In a DSA, the model is run for each value of the parameter of
interest over the specified range, while holding all other parameter
values fixed. If one parameter is varied, this is called a one-way DSA.
If two parameters are varied, it is called a two-way DSA. We typically
do not vary more than two parameters at a time, as the output becomes
difficult to visualize and interpret. A more comprehensive assessment of
how model outptus depend on model parameters can be done through a
probabilistic sensitivity analysis (PSA) (type
vignette("psa_generation", package = "dampack")
in the
console after installing the dampack
package to see a
vignette describing how to use dampack
for PSA).
dampack
includes functionality to generate DSA results
for any user-defined decision analytic model that is written in
R
. The user-defined model must be written as a function
takes in a list of all model parameter values as its first argument and
outputs a data frame of modeled outcomes (e.g. costs, QALYs, etc.) for
each strategy being evaluated by the model. The first column of the
output data frame must be the strategy names (as strings) with any
number of additional outcomes (costs, QALYs, infections averted, etc.)

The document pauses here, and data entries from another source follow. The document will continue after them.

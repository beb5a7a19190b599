use std::fmt;
use std::str::FromStr;

use serde::{Deserialize, Serialize};

/// Stable identifier of a reading row, assigned once at ingest.
#[derive(Debug, Clone, PartialEq, Eq, Hash, PartialOrd, Ord, Serialize, Deserialize)]
#[serde(transparent)]
pub struct RowId(String);

impl RowId {
    pub fn new(id: impl Into<String>) -> Self {
        Self(id.into())
    }

    /// Identifier handed out by the per-ingest counter: `r1`, `r2`, ...
    pub fn from_sequence(seq: u64) -> Self {
        Self(format!("r{seq}"))
    }

    pub fn as_str(&self) -> &str {
        &self.0
    }
}

impl fmt::Display for RowId {
    fn fmt(&self, f: &mut fmt::Formatter<'_>) -> fmt::Result {
        f.write_str(&self.0)
    }
}

impl From<&str> for RowId {
    fn from(value: &str) -> Self {
        Self(value.to_string())
    }
}

#[derive(Debug, Clone, Copy, PartialEq, Serialize, Deserialize)]
pub struct LatLon {
    pub lat: f64,
    pub lon: f64,
}

impl LatLon {
    pub fn new(lat: f64, lon: f64) -> Self {
        Self { lat, lon }
    }

    /// GeoJSON position (`[lon, lat, ...]`); `None` unless both axes are finite.
    pub fn from_geojson(coords: &[serde_json::Value]) -> Option<Self> {
        let lon = coords.first()?.as_f64()?;
        let lat = coords.get(1)?.as_f64()?;
        (lon.is_finite() && lat.is_finite()).then_some(Self { lat, lon })
    }
}

#[derive(Debug, Clone, Copy, PartialEq, Serialize, Deserialize)]
pub struct Bounds {
    pub west: f64,
    pub south: f64,
    pub east: f64,
    pub north: f64,
}

impl Bounds {
    /// Parses the `[west, south, east, north]` form used by the backend.
    pub fn from_slice(values: &[f64]) -> Option<Self> {
        match values {
            [west, south, east, north] if values.iter().all(|v| v.is_finite()) => Some(Self {
                west: *west,
                south: *south,
                east: *east,
                north: *north,
            }),
            _ => None,
        }
    }

    pub fn enclosing<'a>(points: impl IntoIterator<Item = &'a LatLon>) -> Option<Self> {
        points.into_iter().fold(None, |acc, p| {
            Some(match acc {
                None => Self {
                    west: p.lon,
                    south: p.lat,
                    east: p.lon,
                    north: p.lat,
                },
                Some(b) => Self {
                    west: b.west.min(p.lon),
                    south: b.south.min(p.lat),
                    east: b.east.max(p.lon),
                    north: b.north.max(p.lat),
                },
            })
        })
    }
}

/// Walked path of one survey line. Never edited after ingest.
#[derive(Debug, Clone, PartialEq, Serialize, Deserialize)]
pub struct Track {
    pub line_name: Option<String>,
    pub path: Vec<LatLon>,
}

/// Column of a reading as seen by the table and the CSV export.
#[derive(Debug, Clone, Copy, PartialEq, Eq, Hash)]
pub enum ReadingField {
    TimeMs,
    Lat,
    Lon,
    LineName,
    Conductivity,
    Thickness,
    Inphase,
    Range,
    DipoleMode,
    Marker,
    Station,
    GpsQuality,
    GpsSatellites,
    GpsHdop,
    GpsAltitude,
}

impl ReadingField {
    pub fn as_str(&self) -> &'static str {
        match self {
            ReadingField::TimeMs => "time_ms",
            ReadingField::Lat => "lat",
            ReadingField::Lon => "lon",
            ReadingField::LineName => "line_name",
            ReadingField::Conductivity => "conductivity",
            ReadingField::Thickness => "thickness",
            ReadingField::Inphase => "inphase",
            ReadingField::Range => "range",
            ReadingField::DipoleMode => "dipole_mode",
            ReadingField::Marker => "marker",
            ReadingField::Station => "station",
            ReadingField::GpsQuality => "gps_quality",
            ReadingField::GpsSatellites => "gps_satellites",
            ReadingField::GpsHdop => "gps_hdop",
            ReadingField::GpsAltitude => "gps_altitude",
        }
    }

    /// Fields whose table edits are parsed as numbers.
    pub fn is_numeric(&self) -> bool {
        matches!(
            self,
            ReadingField::Conductivity
                | ReadingField::Thickness
                | ReadingField::Inphase
                | ReadingField::GpsSatellites
                | ReadingField::GpsHdop
        )
    }

    /// Geometry, timing and acquisition flags cannot be edited through the table.
    pub fn is_editable(&self) -> bool {
        self.is_numeric()
            || matches!(
                self,
                ReadingField::LineName
                    | ReadingField::Range
                    | ReadingField::DipoleMode
                    | ReadingField::GpsQuality
            )
    }
}

impl fmt::Display for ReadingField {
    fn fmt(&self, f: &mut fmt::Formatter<'_>) -> fmt::Result {
        f.write_str(self.as_str())
    }
}

impl FromStr for ReadingField {
    type Err = String;

    fn from_str(s: &str) -> Result<Self, Self::Err> {
        let field = match s {
            "time_ms" => ReadingField::TimeMs,
            "lat" => ReadingField::Lat,
            "lon" => ReadingField::Lon,
            "line_name" => ReadingField::LineName,
            "conductivity" => ReadingField::Conductivity,
            "thickness" => ReadingField::Thickness,
            "inphase" => ReadingField::Inphase,
            "range" => ReadingField::Range,
            "dipole_mode" => ReadingField::DipoleMode,
            "marker" => ReadingField::Marker,
            "station" => ReadingField::Station,
            "gps_quality" => ReadingField::GpsQuality,
            "gps_satellites" => ReadingField::GpsSatellites,
            "gps_hdop" => ReadingField::GpsHdop,
            "gps_altitude" => ReadingField::GpsAltitude,
            other => return Err(format!("unknown reading field '{other}'")),
        };
        Ok(field)
    }
}

/// Value of a single table cell, either as typed by the user or as stored.
#[derive(Debug, Clone, PartialEq, Default, Serialize, Deserialize)]
#[serde(untagged)]
pub enum CellValue {
    #[default]
    Empty,
    Number(f64),
    Text(String),
}

impl CellValue {
    pub fn as_number(&self) -> Option<f64> {
        match self {
            CellValue::Number(n) => Some(*n),
            _ => None,
        }
    }

    pub fn into_text(self) -> Option<String> {
        match self {
            CellValue::Text(s) => Some(s),
            CellValue::Number(n) => Some(n.to_string()),
            CellValue::Empty => None,
        }
    }

    pub fn is_empty(&self) -> bool {
        matches!(self, CellValue::Empty)
    }
}

impl fmt::Display for CellValue {
    fn fmt(&self, f: &mut fmt::Formatter<'_>) -> fmt::Result {
        match self {
            CellValue::Empty => Ok(()),
            CellValue::Number(n) => write!(f, "{n}"),
            CellValue::Text(s) => f.write_str(s),
        }
    }
}

impl From<f64> for CellValue {
    fn from(value: f64) -> Self {
        CellValue::Number(value)
    }
}

impl From<&str> for CellValue {
    fn from(value: &str) -> Self {
        CellValue::Text(value.to_string())
    }
}

impl From<Option<f64>> for CellValue {
    fn from(value: Option<f64>) -> Self {
        value.map_or(CellValue::Empty, CellValue::Number)
    }
}

impl From<Option<String>> for CellValue {
    fn from(value: Option<String>) -> Self {
        value.map_or(CellValue::Empty, CellValue::Text)
    }
}

/// One instrument sample matched to a GPS fix.
#[derive(Debug, Clone, PartialEq, Serialize, Deserialize)]
pub struct Reading {
    pub row_id: RowId,
    pub position: LatLon,
    pub line_name: Option<String>,
    pub time_ms: Option<i64>,
    pub conductivity: Option<f64>,
    pub inphase: Option<f64>,
    /// Thickness as currently displayed, i.e. relative to the active instrument height.
    pub thickness: Option<f64>,
    /// Thickness at zero instrument height; `thickness = base_thickness - height`.
    pub base_thickness: Option<f64>,
    pub range: Option<String>,
    pub dipole_mode: Option<String>,
    pub marker: Option<bool>,
    pub station: Option<f64>,
    pub gps_quality: Option<String>,
    pub gps_satellites: Option<f64>,
    pub gps_hdop: Option<f64>,
    pub gps_altitude: Option<f64>,
}

impl Reading {
    pub fn new(row_id: RowId, position: LatLon) -> Self {
        Self {
            row_id,
            position,
            line_name: None,
            time_ms: None,
            conductivity: None,
            inphase: None,
            thickness: None,
            base_thickness: None,
            range: None,
            dipole_mode: None,
            marker: None,
            station: None,
            gps_quality: None,
            gps_satellites: None,
            gps_hdop: None,
            gps_altitude: None,
        }
    }

    pub fn value(&self, field: ReadingField) -> CellValue {
        match field {
            ReadingField::TimeMs => self.time_ms.map(|t| t as f64).into(),
            ReadingField::Lat => CellValue::Number(self.position.lat),
            ReadingField::Lon => CellValue::Number(self.position.lon),
            ReadingField::LineName => self.line_name.clone().into(),
            ReadingField::Conductivity => self.conductivity.into(),
            ReadingField::Thickness => self.thickness.into(),
            ReadingField::Inphase => self.inphase.into(),
            ReadingField::Range => self.range.clone().into(),
            ReadingField::DipoleMode => self.dipole_mode.clone().into(),
            ReadingField::Marker => self.marker.map(|m| m.to_string()).into(),
            ReadingField::Station => self.station.into(),
            ReadingField::GpsQuality => self.gps_quality.clone().into(),
            ReadingField::GpsSatellites => self.gps_satellites.into(),
            ReadingField::GpsHdop => self.gps_hdop.into(),
            ReadingField::GpsAltitude => self.gps_altitude.into(),
        }
    }

    /// Writes an already coerced value into an editable field. Thickness edits
    /// must go through `survey::height::edit_thickness` to keep the base in step.
    /// Returns `false` for fields that are not editable.
    pub(crate) fn store(&mut self, field: ReadingField, value: CellValue) -> bool {
        match field {
            ReadingField::Conductivity => self.conductivity = value.as_number(),
            ReadingField::Thickness => self.thickness = value.as_number(),
            ReadingField::Inphase => self.inphase = value.as_number(),
            ReadingField::GpsSatellites => self.gps_satellites = value.as_number(),
            ReadingField::GpsHdop => self.gps_hdop = value.as_number(),
            ReadingField::LineName => self.line_name = value.into_text(),
            ReadingField::Range => self.range = value.into_text(),
            ReadingField::DipoleMode => self.dipole_mode = value.into_text(),
            ReadingField::GpsQuality => self.gps_quality = value.into_text(),
            _ => return false,
        }
        true
    }
}

#[cfg(test)]
mod tests {
    use super::*;

    #[test]
    fn test_field_names_round_trip_through_from_str() {
        for name in ["time_ms", "lat", "conductivity", "gps_hdop", "dipole_mode"] {
            let field: ReadingField = name.parse().expect("known field");
            assert_eq!(field.as_str(), name);
        }
        assert!("colour".parse::<ReadingField>().is_err());
    }

    #[test]
    fn test_geometry_fields_are_read_only() {
        assert!(!ReadingField::Lat.is_editable());
        assert!(!ReadingField::Lon.is_editable());
        assert!(!ReadingField::TimeMs.is_editable());
        assert!(ReadingField::Range.is_editable());
        assert!(!ReadingField::Range.is_numeric());
        assert!(ReadingField::GpsSatellites.is_numeric());

        let mut reading = Reading::new(RowId::from_sequence(1), LatLon::new(1.0, 2.0));
        assert!(!reading.store(ReadingField::Lat, CellValue::Number(9.0)));
        assert_eq!(reading.position.lat, 1.0);
    }

    #[test]
    fn test_bounds_enclosing_points() {
        let points = [LatLon::new(10.0, 5.0), LatLon::new(12.0, 3.0), LatLon::new(11.0, 4.0)];
        let bounds = Bounds::enclosing(points.iter()).expect("non-empty");
        assert_eq!(
            bounds,
            Bounds {
                west: 3.0,
                south: 10.0,
                east: 5.0,
                north: 12.0
            }
        );
        assert!(Bounds::enclosing(std::iter::empty()).is_none());
        assert!(Bounds::from_slice(&[1.0, 2.0, 3.0]).is_none());
        assert!(Bounds::from_slice(&[1.0, f64::NAN, 3.0, 4.0]).is_none());
    }

    #[test]
    fn test_cell_value_deserializes_from_json_scalars() {
        let values: Vec<CellValue> =
            serde_json::from_str(r#"[null, 1.5, "12,5"]"#).expect("cells parse");
        assert_eq!(
            values,
            vec![
                CellValue::Empty,
                CellValue::Number(1.5),
                CellValue::Text("12,5".into())
            ]
        );
    }
}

stored in subsequent columns. Thus, each row of the output data frame
consists of the strategy’s name followed by the corresponding outcome
values for that strategy. The user-defined model function may have
additional required or optional input arguments; values for these
additional arguments will need to be passed to the function through the
dampack
DSA functions.
When using a decision analytic model to compare different potential strategies, it is often helpful to construct two functions: the model function that reflects the dynamic process being modeled and a wrapper function that runs the model with parameters that are modified to reflect the impact of different strategies. The example below will illustrate this kind of set up.
In this example, we consider a disease that can be represented as a four-state cohort state transition model (also known as a Markov model) with the health states “Healthy”, “Sick”, “Sicker”, and “Dead”. We aptly call this model the Sick-Sicker model. Individuals who are initially healthy are at risk of becomnig sick (transition to the “Sick” state). In the “Sick” state, individuals can either recover back to “Healthy” or progress to the worse “Sicker” health state, which has a lower utility and higher costs than the “Sick” and “Healthy” states. Once in the “Sicker” health states, individuals cannot recover. In every health state, individuals have a probability of dying, which is elevated for individuals in the “Sick” and “Sicker” states relative to the “Healthy” state. Individuals who die transition to the “Dead” state. For a deeper discusison of state transition models and more complex variations of this state transition model, see Alarid-Escudero F, Krijkamp EM, Enns EA, Yang A, Hunink MGM, Pechlivanoglou P, Jalal H. Cohort state-transition models in R: A Tutorial. arXiv:200107824v1. 2020:1-31.
The Sick-Sicker model is implemented as the function
run_sick_sicker_model
below:
run_sick_sicker_model <- function(l_params, verbose = FALSE) {
with(as.list(l_params), {
# l_params must include:
# -- disease progression parameters (annual): r_HD, p_S1S2, hr_S1D, hr_S2D,
# -- initial cohort distribution: v_s_init
# -- vector of annual state utilities: v_state_utility = c(u_H, u_S1, u_S2, u_D)
# -- vector of annual state costs: v_state_cost = c(c_H, c_S1, c_S2, c_D)
# -- time horizon (in annual cycles): n_cyles
# -- annual discount rate: r_disc
####### SET INTERNAL PARAMETERS #########################################
# state names
v_names_states <- c("H", "S1", "S2", "D")
n_states <- length(v_names_states)
# vector of discount weights
v_dw <- 1 / ((1 + r_disc) ^ (0:n_cycles))
# state rewards
v_state_cost <- c("H" = c_H, "S1" = c_S1, "S2" = c_S2, "D" = c_D)
v_state_utility <- c("H" = u_H, "S1" = u_S1, "S2" = u_S2, "D" = u_D)
# transition probability values
r_S1D <- hr_S1D * r_HD # rate of death in sick state
r_S2D <- hr_S2D * r_HD # rate of death in sicker state
p_S1D <- 1 - exp(-r_S1D) # probability of dying when sick
p_S2D <- 1 - exp(-r_S2D) # probability of dying when sicker
p_HD <- 1 - exp(-r_HD) # probability of dying when healthy
## Initialize transition probability matrix
# all transitions to a non-death state are assumed to be conditional on survival
m_P <- matrix(0,
nrow = n_states, ncol = n_states,
dimnames = list(v_names_states, v_names_states)) # define row and column names
## Fill in matrix
# From H
m_P["H", "H"] <- (1 - p_HD) * (1 - p_HS1)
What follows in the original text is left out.